▸ **Action item**:
The answer is every record that follows, printed exactly.
#### Entries provided
use serde_json::{json, Value};
use uuid::Uuid;

/// Smallest payload the relay accepts as a JPEG data URL.
pub const TEST_IMAGE: &str = "data:image/jpeg;base64,/9j/4AAQSkZJRg==";

/// Upload body for a normal cleaning report with `images` photos.
pub fn normal_report(images: usize) -> Value {
    let all_images: Vec<Value> = (0..images)
        .map(|_| {
            json!({
                "id": "normal_photos",
                "label": "通常清掃",
                "data": TEST_IMAGE,
            })
        })
        .collect();

    json!({
        "staff": "山田",
        "site": "本社ビル",
        "reportDate": "2024-05-01",
        "workTypeLabel": "通常清掃のみ",
        "allImages": all_images,
    })
}

/// One `singleImage` request of a per-image submission holding `total` photos.
pub fn single_image_report(submission_id: Uuid, sequence: usize, total: usize) -> Value {
    json!({
        "submissionId": submission_id,
        "staff": "山田",
        "site": "本社ビル",
        "reportDate": "2024-05-01",
        "workTypeLabel": "通常清掃のみ",
        "totalImages": total,
        "singleImage": {
            "id": "normal_photos",
            "label": "通常清掃",
            "data": TEST_IMAGE,
            "sequence": sequence,
        },
    })
}

/// Normal report whose photos each carry `image_bytes` of base64 text.
pub fn large_report(images: usize, image_bytes: usize) -> Value {
    let data = format!("data:image/jpeg;base64,{}", "A".repeat(image_bytes));
    let mut report = normal_report(0);
    report["allImages"] = Value::Array(
        (0..images)
            .map(|_| {
                json!({
                    "id": "normal_photos",
                    "label": "通常清掃",
                    "data": data,
                })
            })
            .collect(),
    );
    report
}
########
▸ **Exercise output**:
use serde_json::{json, Value};
use uuid::Uuid;

/// Smallest payload the relay accepts as a JPEG data URL.
pub const TEST_IMAGE: &str = "data:image/jpeg;base64,/9j/4AAQSkZJRg==";

/// Upload body for a normal cleaning report with `images` photos.
pub fn normal_report(images: usize) -> Value {
    let all_images: Vec<Value> = (0..images)
        .map(|_| {
            json!({
                "id": "normal_photos",
                "label": "通常清掃",
                "data": TEST_IMAGE,
            })
        })
        .collect();

    json!({
        "staff": "山田",
        "site": "本社ビル",
        "reportDate": "2024-05-01",
        "workTypeLabel": "通常清掃のみ",
        "allImages": all_images,
    })
}

/// One `singleImage` request of a per-image submission holding `total` photos.
pub fn single_image_report(submission_id: Uuid, sequence: usize, total: usize) -> Value {
    json!({
        "submissionId": submission_id,
        "staff": "山田",
        "site": "本社ビル",
        "reportDate": "2024-05-01",
        "workTypeLabel": "通常清掃のみ",
        "totalImages": total,
        "singleImage": {
            "id": "normal_photos",
            "label": "通常清掃",
            "data": TEST_IMAGE,
            "sequence": sequence,
        },
    })
}

/// Normal report whose photos each carry `image_bytes` of base64 text.
pub fn large_report(images: usize, image_bytes: usize) -> Value {
    let data = format!("data:image/jpeg;base64,{}", "A".repeat(image_bytes));
    let mut report = normal_report(0);
    report["allImages"] = Value::Array(
        (0..images)
            .map(|_| {
                json!({
                    "id": "normal_photos",
                    "label": "通常清掃",
                    "data": data,
                })
            })
            .collect(),
    );
    report
}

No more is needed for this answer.